Description of Procedures:

The workstation was cleaned using aseptic technique to begin the lab and an ethanol burner was lit to create an aseptic zone. 10 ul of phage buffer was added to 0.5 ml of arthrobacter and allowed to sit for 10 minutes. While sitting, the top agar solution was created for two plates. 4 ml of LB broth and 45 ul of CaCl2 were added to a tube. 5 ml of 2x TA was added to the top agar solution after the 10 minutes were through. 4.5 ml of the top agar solution were added to the arthrobacter and then poured onto a plate labeled LIP 10-3-18 PA-1P. The rest of the top agar solution was poured onto a plate labeled Control 10-3-18 LIP. The plates were allowed to sit for 15 minutes and then inverted and stored in the incubator until the next lab.
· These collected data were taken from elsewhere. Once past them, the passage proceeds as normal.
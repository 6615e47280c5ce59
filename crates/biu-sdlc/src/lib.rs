//! # biu-sdlc
//!
//! SDLC serial link to traffic-signal field devices (BIU/SIU and CMU).

#![warn(missing_docs)]
#![cfg_attr(docsrs, feature(doc_cfg))]

//!
//! This library provides:
//! - Frame codec (byte stuffing + CRC16) and a streaming frame assembler
//! - Request encoder and typed response decoder for the message catalog
//! - Serial connection with paced reconnects
//! - A duplex background service with a bounded write queue
//! - A static status polling executor
//!
//! ## Example
//!
//! ```rust,ignore
//! use std::sync::Arc;
//! use biu_sdlc::prelude::*;
//!
//! let config = SdlcConfig::load("sdlc.json".as_ref())?;
//! let service = Arc::new(SdlcService::with_system_port(config, SdlcContext::default()));
//! service.start()?;
//!
//! let executor = Executor::new(service.clone()).start()?;
//! // ...
//! println!("{:?}", executor.static_status());
//! ```

pub mod audit;
pub mod config;
pub mod context;
pub mod executor;
pub mod metrics;
pub mod protocol;
pub mod service;

/// Re-export commonly used types
pub mod prelude {
    pub use crate::audit::{AuditAction, AuditRecord, AuditSink, MemoryAudit, TracingAudit};
    pub use crate::config::{DataBits, Parity, SdlcConfig, SerialSettings, StopBits};
    pub use crate::context::SdlcContext;
    pub use crate::executor::{Executor, ExecutorHandle, Metronome, StatusHandler};
    pub use crate::metrics::{Counter, Metrics, MetricsSink, NoopMetrics};
    pub use crate::protocol::{
        BiuFlags, BiuMask, CmuFrame, CodecError, ConnectionEvents, ConnectionState, DynamicStatus,
        FrameAssembler, FrameCodec, Identifier, PortOpener, ProtocolError, RequestEncoder,
        ResponseDecoder, SerialConnection, SerialStream, StaticStatus, StaticStatusMode,
    };
    pub use crate::service::{SdlcService, ServiceEvents, WritePool};
}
The workstation was then cleaned using aseptic technique and all materials were properly stored or disposed of.

Observations:

• The plate made with too much phage buffer had two small plaques.
• The control plate had small bubbles in the center.

Interpretations/Next Steps:

The procedure was completed correctly and the lab went smoothly. The next step will to complete a second plaque assay for purification. This will be done approximately two more times.